─── Data provided ───
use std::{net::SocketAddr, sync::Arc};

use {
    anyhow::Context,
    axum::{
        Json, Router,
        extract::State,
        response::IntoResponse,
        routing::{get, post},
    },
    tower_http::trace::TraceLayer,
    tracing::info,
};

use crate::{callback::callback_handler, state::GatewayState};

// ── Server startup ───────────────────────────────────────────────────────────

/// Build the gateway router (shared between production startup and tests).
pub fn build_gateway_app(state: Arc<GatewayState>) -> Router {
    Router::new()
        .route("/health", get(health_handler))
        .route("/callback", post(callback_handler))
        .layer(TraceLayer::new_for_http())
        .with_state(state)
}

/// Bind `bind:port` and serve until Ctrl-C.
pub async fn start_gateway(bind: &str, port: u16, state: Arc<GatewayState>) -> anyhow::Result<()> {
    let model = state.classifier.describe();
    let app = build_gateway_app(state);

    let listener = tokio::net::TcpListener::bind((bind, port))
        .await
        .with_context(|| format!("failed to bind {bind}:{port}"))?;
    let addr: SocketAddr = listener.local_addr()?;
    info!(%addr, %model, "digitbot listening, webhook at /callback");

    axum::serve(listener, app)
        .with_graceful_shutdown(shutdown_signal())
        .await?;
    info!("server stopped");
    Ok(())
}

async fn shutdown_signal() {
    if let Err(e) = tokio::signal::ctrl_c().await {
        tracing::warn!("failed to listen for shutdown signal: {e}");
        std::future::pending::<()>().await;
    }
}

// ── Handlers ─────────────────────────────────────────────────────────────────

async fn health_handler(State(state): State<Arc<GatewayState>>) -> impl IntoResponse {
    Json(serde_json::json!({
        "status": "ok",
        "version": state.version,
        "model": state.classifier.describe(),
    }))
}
───
─── Data provided ───
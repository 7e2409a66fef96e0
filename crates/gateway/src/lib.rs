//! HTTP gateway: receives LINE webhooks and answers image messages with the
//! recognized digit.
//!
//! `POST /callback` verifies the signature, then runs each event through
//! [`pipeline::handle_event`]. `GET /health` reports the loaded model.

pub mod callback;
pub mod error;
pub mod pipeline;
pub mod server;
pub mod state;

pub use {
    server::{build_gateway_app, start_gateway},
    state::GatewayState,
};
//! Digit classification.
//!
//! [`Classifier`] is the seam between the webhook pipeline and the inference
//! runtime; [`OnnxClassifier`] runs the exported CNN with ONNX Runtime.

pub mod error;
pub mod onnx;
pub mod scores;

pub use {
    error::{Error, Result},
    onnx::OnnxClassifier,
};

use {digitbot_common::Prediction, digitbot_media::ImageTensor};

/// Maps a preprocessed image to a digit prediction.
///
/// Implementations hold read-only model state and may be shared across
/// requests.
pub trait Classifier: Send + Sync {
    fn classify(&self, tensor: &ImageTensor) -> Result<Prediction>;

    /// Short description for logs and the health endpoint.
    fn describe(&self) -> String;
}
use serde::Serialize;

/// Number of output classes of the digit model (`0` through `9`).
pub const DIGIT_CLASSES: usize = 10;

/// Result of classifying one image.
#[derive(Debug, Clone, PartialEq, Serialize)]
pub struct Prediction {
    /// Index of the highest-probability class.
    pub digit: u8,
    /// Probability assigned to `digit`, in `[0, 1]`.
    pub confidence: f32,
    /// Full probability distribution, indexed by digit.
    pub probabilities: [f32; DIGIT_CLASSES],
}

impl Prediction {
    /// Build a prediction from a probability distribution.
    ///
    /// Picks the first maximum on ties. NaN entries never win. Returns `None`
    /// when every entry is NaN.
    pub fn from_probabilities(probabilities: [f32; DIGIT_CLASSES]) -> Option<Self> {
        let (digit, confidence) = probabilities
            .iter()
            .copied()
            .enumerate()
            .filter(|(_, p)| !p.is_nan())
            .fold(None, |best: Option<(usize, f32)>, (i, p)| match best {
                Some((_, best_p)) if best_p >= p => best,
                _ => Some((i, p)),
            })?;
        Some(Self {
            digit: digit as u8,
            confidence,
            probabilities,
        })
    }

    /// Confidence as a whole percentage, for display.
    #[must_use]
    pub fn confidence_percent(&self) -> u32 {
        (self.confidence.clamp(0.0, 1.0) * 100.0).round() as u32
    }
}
───
### [Work instructions]
Beginning with the line above that contains "pub mod onnx;", copy each line exactly up to and including the line that contains "fn classify(&self, tensor: &ImageTensor)", and go no further.

### [Finished task]
pub mod onnx;
pub mod scores;

pub use {
    error::{Error, Result},
    onnx::OnnxClassifier,
};

use {digitbot_common::Prediction, digitbot_media::ImageTensor};

/// Maps a preprocessed image to a digit prediction.
///
/// Implementations hold read-only model state and may be shared across
/// requests.
pub trait Classifier: Send + Sync {
    fn classify(&self, tensor: &ImageTensor) -> Result<Prediction>;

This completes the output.